En direct de Cannes, Sophie Wittmer nous raconte son quotidien... Pour le premier édito de l'édition 2010, quelques galères et Robin des Bois...

Par - publié le 12 mai 2010 à 16h57 ,
MAJ le 12 mai 2010 à 18h38 - 1 commentaire(s)

Après quelques petits soucis, taxi bloqué dans les embouteillages, train en retard heureusement, ordinateur ne voulant plus se connecter, nous nous retrouvons enfin au cœur de Cannes, de ses rues ensoleillées, loin de la grisaille et de la pluie parisienne. C'est déjà la course, des premières projections, des premières interviews, des premières rencontres inattendues, scintillantes, Russell Crowe jovial, sourire aux lèvres débarquant sur la Croisette, nous y sommes, le soixante-troisième Festival de Cannes s'ouvre ce soir avec une prestigieuse montée des marches, peut-être celle qui sera  la plus people de cette quinzaine, autour du film de Ridley Scott, Robin des bois, avec en vedette Russell, donc, et Cate Blanchett.  

 

Robin des Bois de Ridley Scott


Une ouverture fougueuse et populaire, autour d'une légende, un film surprenant, le cinéaste dépassant le mythe pour rencontrer l'homme, revenant avec pertinence sur les origines du personnage, nous proposant une habile relecture de ce récit en ayant une approche beaucoup moins romancée, moins héroïque que celle des versions précédentes, plus crue, plus sombre. Son récit se termine là où la légende s'envole et Ridley Scott brise ainsi certains clichés, notamment ceux attenant au personnage de Richard Cœur de Lion qu'il replace dans sa vérité historique. Quant à Russell Crowe, il nous surprend, s'empare avec efficacité de la popularité de Robin des bois, qu'il campe de manière posée et terrienne.  
 
Au-delà de cette première soirée lumineuse, les stars ne seront pas au rendez-vous cette année.
Les bords de mer sont tristement vides pour cette première journée, les plages inondées par les eaux n'ont pas encore eu le temps de retrouver tout leur panache, beaucoup sont encore en cours de rénovation, les vedettes craignent de subir les affres du volcan islandais, certaines des égéries de l'Oréal ont déjà annulé leur venue, quelques badauds trainent néanmoins aux pieds des marches, près de leurs escabeaux, avides d'autographes, attendant avec impatience la valse des limousines prévues pour 19h30, la venue des seules grandes stars américaines qui fouleront probablement cette année le tapis rouge.
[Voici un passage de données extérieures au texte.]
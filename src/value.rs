//! Script value representation
//!
//! The core `Any` type: inline scalars plus a shared reference to a heap
//! object. Arithmetic lives in `ops`, equality/ordering/hashing in `compare`,
//! and coercions in `convert`.

use crate::function::FunctionBody;
use crate::object::{ObjectKind, ObjectRef};
use crate::prelude::*;

/// Trait for types that have cheap (O(1), reference-counted) clones.
///
/// This makes it explicit at a call site that a clone only bumps a
/// reference count (`ObjectRef`, `Str`, `Environment`).
pub trait CheapClone: Clone {
    /// Create a cheap (reference-counted) clone of this value.
    fn cheap_clone(&self) -> Self {
        self.clone()
    }
}

impl<T: ?Sized> CheapClone for Rc<T> {}

/// A script value
#[derive(Clone, Default)]
pub enum Any {
    #[default]
    Undefined,
    Null,
    Boolean(bool),
    Integer(i64),
    Double(f64),
    /// String, Array, Function or generic Object, discriminated by the
    /// referenced object's own kind
    Object(ObjectRef),
}

impl Any {
    pub const UNDEFINED: Any = Any::Undefined;
    pub const NULL: Any = Any::Null;

    pub fn is_undefined(&self) -> bool {
        matches!(self, Any::Undefined)
    }

    pub fn is_null(&self) -> bool {
        matches!(self, Any::Null)
    }

    pub fn is_null_or_undefined(&self) -> bool {
        matches!(self, Any::Null | Any::Undefined)
    }

    pub fn is_boolean(&self) -> bool {
        matches!(self, Any::Boolean(_))
    }

    pub fn is_integer(&self) -> bool {
        matches!(self, Any::Integer(_))
    }

    pub fn is_double(&self) -> bool {
        matches!(self, Any::Double(_))
    }

    /// Null and booleans count as numbers (0, 0/1) for arithmetic purposes
    pub fn is_number(&self) -> bool {
        matches!(
            self,
            Any::Null | Any::Boolean(_) | Any::Integer(_) | Any::Double(_)
        )
    }

    pub fn is_object(&self) -> bool {
        matches!(self, Any::Object(_))
    }

    /// Kind of the referenced heap object, if any
    pub fn object_kind(&self) -> Option<ObjectKind> {
        match self {
            Any::Object(obj) => Some(obj.kind()),
            _ => None,
        }
    }

    pub fn is_string(&self) -> bool {
        self.object_kind() == Some(ObjectKind::String)
    }

    pub fn is_array(&self) -> bool {
        self.object_kind() == Some(ObjectKind::Array)
    }

    pub fn is_function(&self) -> bool {
        self.object_kind() == Some(ObjectKind::Function)
    }

    pub fn as_object(&self) -> Option<&ObjectRef> {
        match self {
            Any::Object(obj) => Some(obj),
            _ => None,
        }
    }

    /// Text of a string value
    pub fn as_str(&self) -> Option<Str> {
        self.as_object().and_then(|obj| obj.string_text())
    }

    /// Result of the `typeof` operator
    pub fn type_to_string(&self) -> &'static str {
        match self {
            Any::Undefined => "undefined",
            Any::Null => "null",
            Any::Boolean(_) => "boolean",
            Any::Integer(_) => "integer",
            Any::Double(_) => "double",
            Any::Object(obj) => match obj.kind() {
                ObjectKind::String => "string",
                ObjectKind::Array => "array",
                ObjectKind::Function => "function",
                ObjectKind::Object => "object",
            },
        }
    }

    /// Truthiness
    pub fn to_bool(&self) -> bool {
        match self {
            Any::Undefined | Any::Null => false,
            Any::Boolean(b) => *b,
            Any::Integer(i) => *i != 0,
            Any::Double(d) => *d != 0.0 && !d.is_nan(),
            Any::Object(obj) => match obj.string_text() {
                Some(text) => !text.is_empty(),
                None => true,
            },
        }
    }

    /// Display form used for string coercion
    pub fn to_str(&self) -> Str {
        match self.as_str() {
            Some(text) => text,
            None => Str::from(self.to_string()),
        }
    }
}

/// Format a double the way scripts see it
pub fn format_double(n: f64) -> String {
    if n.is_nan() {
        "NaN".to_string()
    } else if n.is_infinite() {
        if n > 0.0 {
            "Infinity".to_string()
        } else {
            "-Infinity".to_string()
        }
    } else if n == 0.0 {
        "0".to_string()
    } else {
        n.to_string()
    }
}

thread_local! {
    static MAX_DISPLAY_DEPTH: Cell<usize> = const { Cell::new(DEFAULT_MAX_DISPLAY_DEPTH) };
}

/// Nesting depth past which display stops descending into objects
pub const DEFAULT_MAX_DISPLAY_DEPTH: usize = 8;

pub(crate) fn set_max_display_depth(depth: usize) {
    MAX_DISPLAY_DEPTH.with(|d| d.set(depth));
}

/// Renders values while tracking the objects currently being printed.
struct Printer {
    visiting: Vec<usize>,
    max_depth: usize,
}

impl Printer {
    fn new() -> Self {
        Self {
            visiting: Vec::new(),
            max_depth: MAX_DISPLAY_DEPTH.with(|d| d.get()),
        }
    }

    fn write(&mut self, f: &mut fmt::Formatter<'_>, value: &Any, nested: bool) -> fmt::Result {
        match value {
            Any::Undefined => write!(f, "undefined"),
            Any::Null => write!(f, "null"),
            Any::Boolean(b) => write!(f, "{}", b),
            Any::Integer(i) => write!(f, "{}", i),
            Any::Double(d) => write!(f, "{}", format_double(*d)),
            Any::Object(obj) => self.write_object(f, obj, nested),
        }
    }

    fn write_object(
        &mut self,
        f: &mut fmt::Formatter<'_>,
        obj: &ObjectRef,
        nested: bool,
    ) -> fmt::Result {
        if let Some(text) = obj.string_text() {
            return if nested {
                write!(f, "{:?}", text.as_str())
            } else {
                write!(f, "{}", text)
            };
        }
        if let Some(func) = obj.borrow().as_function() {
            return write_function(f, func);
        }
        if self.visiting.contains(&obj.id()) {
            return write!(f, "[Circular]");
        }
        let is_array = obj.kind() == ObjectKind::Array;
        if self.visiting.len() >= self.max_depth {
            return write!(f, "{}", if is_array { "[Array]" } else { "[Object]" });
        }

        self.visiting.push(obj.id());
        let result = if is_array {
            let elements = obj.elements().unwrap_or_default();
            self.write_array(f, &elements)
        } else {
            let entries: Vec<(Str, Any)> = obj
                .fields()
                .iter()
                .map(|(k, v)| (k.cheap_clone(), v.clone()))
                .collect();
            self.write_fields(f, &entries)
        };
        self.visiting.pop();
        result
    }

    fn write_array(&mut self, f: &mut fmt::Formatter<'_>, elements: &[Any]) -> fmt::Result {
        write!(f, "[")?;
        for (i, elem) in elements.iter().enumerate() {
            if i > 0 {
                write!(f, ", ")?;
            }
            self.write(f, elem, true)?;
        }
        write!(f, "]")
    }

    fn write_fields(&mut self, f: &mut fmt::Formatter<'_>, entries: &[(Str, Any)]) -> fmt::Result {
        if entries.is_empty() {
            return write!(f, "{{}}");
        }
        write!(f, "{{")?;
        for (i, (key, value)) in entries.iter().enumerate() {
            if i > 0 {
                write!(f, ",")?;
            }
            write!(f, " {}: ", key)?;
            self.write(f, value, true)?;
        }
        write!(f, " }}")
    }
}

fn write_function(f: &mut fmt::Formatter<'_>, func: &crate::function::Function) -> fmt::Result {
    if func.is_constructor() {
        return write!(f, "class {} {{ ... }}", func.name());
    }
    write!(f, "function {}(", func.name())?;
    for (i, param) in func.parameter_names().iter().enumerate() {
        if i > 0 {
            write!(f, ", ")?;
        }
        write!(f, "{}", param)?;
    }
    match func.body() {
        FunctionBody::Native(_) => write!(f, ") {{ [native code] }}"),
        FunctionBody::Interpreted(_) | FunctionBody::Compiled(_) => write!(f, ") {{ ... }}"),
    }
}

impl fmt::Display for Any {
    fn fmt(&self, f: &mut fmt::Formatter<'_>) -> fmt::Result {
        Printer::new().write(f, self, false)
    }
}

impl fmt::Debug for Any {
    fn fmt(&self, f: &mut fmt::Formatter<'_>) -> fmt::Result {
        Printer::new().write(f, self, true)
    }
}

// Conversions from Rust types

impl From<bool> for Any {
    fn from(b: bool) -> Self {
        Any::Boolean(b)
    }
}

impl From<i64> for Any {
    fn from(n: i64) -> Self {
        Any::Integer(n)
    }
}

impl From<i32> for Any {
    fn from(n: i32) -> Self {
        Any::Integer(i64::from(n))
    }
}

impl From<u32> for Any {
    fn from(n: u32) -> Self {
        Any::Integer(i64::from(n))
    }
}

impl From<usize> for Any {
    fn from(n: usize) -> Self {
        match i64::try_from(n) {
            Ok(i) => Any::Integer(i),
            Err(_) => Any::Double(n as f64),
        }
    }
}

impl From<f64> for Any {
    fn from(n: f64) -> Self {
        Any::Double(n)
    }
}

impl From<&str> for Any {
    fn from(s: &str) -> Self {
        Any::Object(ObjectRef::new_string(s))
    }
}

impl From<String> for Any {
    fn from(s: String) -> Self {
        Any::Object(ObjectRef::new_string(s))
    }
}

impl From<Str> for Any {
    fn from(s: Str) -> Self {
        Any::Object(ObjectRef::new_string(s))
    }
}

impl From<ObjectRef> for Any {
    fn from(obj: ObjectRef) -> Self {
        Any::Object(obj)
    }
}

/// A null object reference degrades to `Null`
impl From<Option<ObjectRef>> for Any {
    fn from(obj: Option<ObjectRef>) -> Self {
        match obj {
            Some(obj) => Any::Object(obj),
            None => Any::Null,
        }
    }
}

impl From<Vec<Any>> for Any {
    fn from(elements: Vec<Any>) -> Self {
        Any::Object(ObjectRef::new_array(elements))
    }
}

/// Immutable reference-counted text used for string contents and keys
#[derive(Clone, PartialEq, Eq, Hash, PartialOrd, Ord, serde::Serialize, serde::Deserialize)]
#[serde(transparent)]
pub struct Str(Rc<str>);

// Str wraps Rc<str>, so clone is cheap (just reference count increment)
impl CheapClone for Str {}

impl Str {
    pub fn as_str(&self) -> &str {
        &self.0
    }

    pub fn is_empty(&self) -> bool {
        self.0.is_empty()
    }

    /// Length in UTF-8 bytes
    pub fn len(&self) -> usize {
        self.0.len()
    }

    pub fn ptr_eq(a: &Str, b: &Str) -> bool {
        Rc::ptr_eq(&a.0, &b.0)
    }
}

impl Default for Str {
    fn default() -> Self {
        Str::from("")
    }
}

impl AsRef<str> for Str {
    fn as_ref(&self) -> &str {
        &self.0
    }
}

impl std::borrow::Borrow<str> for Str {
    fn borrow(&self) -> &str {
        &self.0
    }
}

impl std::ops::Deref for Str {
    type Target = str;

    fn deref(&self) -> &str {
        &self.0
    }
}

impl PartialEq<str> for Str {
    fn eq(&self, other: &str) -> bool {
        self.0.as_ref() == other
    }
}

impl PartialEq<&str> for Str {
    fn eq(&self, other: &&str) -> bool {
        self.0.as_ref() == *other
    }
}

impl From<&str> for Str {
    fn from(s: &str) -> Self {
        Str(s.into())
    }
}

impl From<String> for Str {
    fn from(s: String) -> Self {
        Str(s.into())
    }
}

impl From<&String> for Str {
    fn from(s: &String) -> Self {
        Str(s.as_str().into())
    }
}

impl fmt::Debug for Str {
    fn fmt(&self, f: &mut fmt::Formatter<'_>) -> fmt::Result {
        write!(f, "{:?}", &*self.0)
    }
}

impl fmt::Display for Str {
    fn fmt(&self, f: &mut fmt::Formatter<'_>) -> fmt::Result {
        write!(f, "{}", &*self.0)
    }
}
Guidée par l'aura d'une artiste internationale pointilleuse et radicale, engagée et passionnée,  Juliette Binoche qui règne sur cette édition 2010, sobre mais intense figure de proue de l'affiche de ce soixante-troisième Festival et comédienne, à l'affiche du dernier film de Abbas Kiarostami en compétition officielle, Copie Conforme, l'équipe cannoise semble avoir voulu privilégier l'intellectuel au glamour avec une sélection très centrée sur des films d'auteurs, qui devraient nous réserver de belles surprises.


Côté français, on attend avec impatience le film de Mathieu Amalric, Tournée, pour son sujet décalé autour d'une troupe de strip-teaseuses bien en chair, pour la personnalité de ce comédien, son enthousiasme, son talent prometteur. Le réalisateur du tranchant Petit lieutenant, Xavier Beauvois, semble également nous avoir concocté un film âpre et poignant autour de la religion, Des hommes et des Dieux.
Le film de Bertrand Tavernier, La Princesse de Montpensier, devrait nous offrir une éclatante parenthèse romantique, illuminée par l'évanescent regard de Mélanie Thierry.

 

Outrage de Takeshi Kitano


Très attendu également sur la Croisette, Takeshi Kitano pour Outrage. Après trois films au travers desquels le cinéaste japonais nous a donné l'impression de se replier sur lui-même, de se chercher, il revient avec une œuvre s'ouvrant sur cette même puissance à laquelle il doit sa renommée, un thriller autour des clans yakuza.

 

Nous n'allons pas évoquer dès ce premier jour chacun des cinéastes qui sera présent cette année sur la Croisette,  mais pour clôturer ce premier édito, pour lancer ce Festival, le nôtre, celui qui nous fait saliver, c'est le nom d'Alejandro Gonzalez Inarritu que j'avais envie d'évoquer. Inarritu, dont j'espérais le retour depuis 2006, depuis Babel. Cinéaste passionné et passionnant, d'une rare humanité, sachant provoquer en chacun de profondes émotions. Des émotions qui devraient venir bousculer ce Festival.